• Unité sous la diversité et diversité dans l'unité


    Les contrastes d'opposés et l'union des contrastes constituent le trait le plus manifeste révélé par la nature. Le schéma général et unitaire de la vie à peine entrevu, toutes les parties apparaissent inéluctablement fortement inter dépendantes. Inversement, la perception des relations entre les parties ne peuvent que dévoiler une unité sous-jacente les contenant toutes. De manière analogue, l'être humain est inconcevable sans l'empreinte de l'unité. En quoi consiste l'unité de la nature ou de l'être humain reste la voie incontournable pour comprendre la diversité de leur manifestation qui, dans nombre de traditions, dérive des systèmes d'éléments.

    Les divers systèmes d'éléments représentent les principes de base de l'ordre le plus bas de la manifestation, l'ordre physique ou substantiel.
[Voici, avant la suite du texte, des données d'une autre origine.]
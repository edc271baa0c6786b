use crate::models::EmotionLabel;

pub const DEFAULT_GREETING: &str =
    "Hi! I'm here to help optimize your learning experience. How can I assist you today?";

/// Suggested follow-up for a fresh emotion-triggered session.
pub const DEFAULT_INTERVENTION_PROMPT: &str = "Explain this concept in a different way.";

/// First assistant message of a session.
pub fn opening_message(label: Option<EmotionLabel>) -> &'static str {
    match label {
        Some(EmotionLabel::Confused) => {
            "I noticed you seem confused. Would you like me to explain this concept differently or provide additional examples?"
        }
        Some(EmotionLabel::Frustrated) => {
            "You seem frustrated. Let's take a step back. Would you like a quick breathing exercise or shall I break this down into smaller parts?"
        }
        Some(EmotionLabel::Sleepy) => {
            "Feeling a bit drowsy? Let's energize your learning! How about a quick interactive quiz or a short break?"
        }
        Some(EmotionLabel::Bored) => {
            "I can see you might be losing interest. Let's make this more engaging! Want to try a hands-on simulation?"
        }
        Some(EmotionLabel::Unknown) => {
            "I'm here to help optimize your learning experience. How can I assist you today?"
        }
        _ => DEFAULT_GREETING,
    }
}

pub fn confirm_prompt(label: EmotionLabel) -> &'static str {
    match label {
        EmotionLabel::Confused => "You seem confused. Want to open AI Assistant?",
        EmotionLabel::Frustrated => "You seem frustrated. Want to open AI Assistant?",
        EmotionLabel::Sleepy => "Feeling sleepy? Need a quick quiz or break?",
        EmotionLabel::Bored => "Losing interest? Want something more engaging?",
        EmotionLabel::Unknown => "Need help? Want to chat with AI Assistant?",
        _ => "Want to chat with the AI Assistant?",
    }
}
Dans la plupart des traditions, ils se composent de quatre éléments plus un, leur unité ou état indifférencié. Les éléments n'existent pas en dehors de l'unité et l'unité garantit que toutes les transformations s'effectuant entre eux sont proprement équilibrées. Cette vision se retrouve dans les différentes traditions qui établissent une distinction entre la Nature ou l'unité de l'état indifférencié et la nature ou la diversité des états manifestés.

    La diversité de la nature résulte de processus de génération-destruction au sein des écosystèmes. Toutefois, livrée à elle-même, cette diversité pourrait rapidement se transformer en chaos. Assurer l'équilibre entre les processus de génération-destruction s'effectue selon deux voies:

    • L'intégration de ces processus dans l'unité du système;
    • les échanges de matière, d'énergie et d'informations avec l'extérieur.

    Prendre ces échanges en considération indépendamment de l'unité du système ne peut que produire des ruptures d'équilibre dans l'environnement. Découvrir comment ces processus s'insèrent harmonieusement au sein de l'unité, comprendre comment choses et êtres travaillent de concert est la seule voie qui garantisse l'équilibre au sein de la nature en général et de nous-mêmes en particulier.

    Les divers systèmes d'éléments

    Les éléments représentent les principes fondamentaux de la manifestation de l'ordre le plus bas, celui du monde physique. Comme tels, ils ne font pas référence aux éléments chimiques propres à la science, mais à des états de manifestation de l'ordre substantiel.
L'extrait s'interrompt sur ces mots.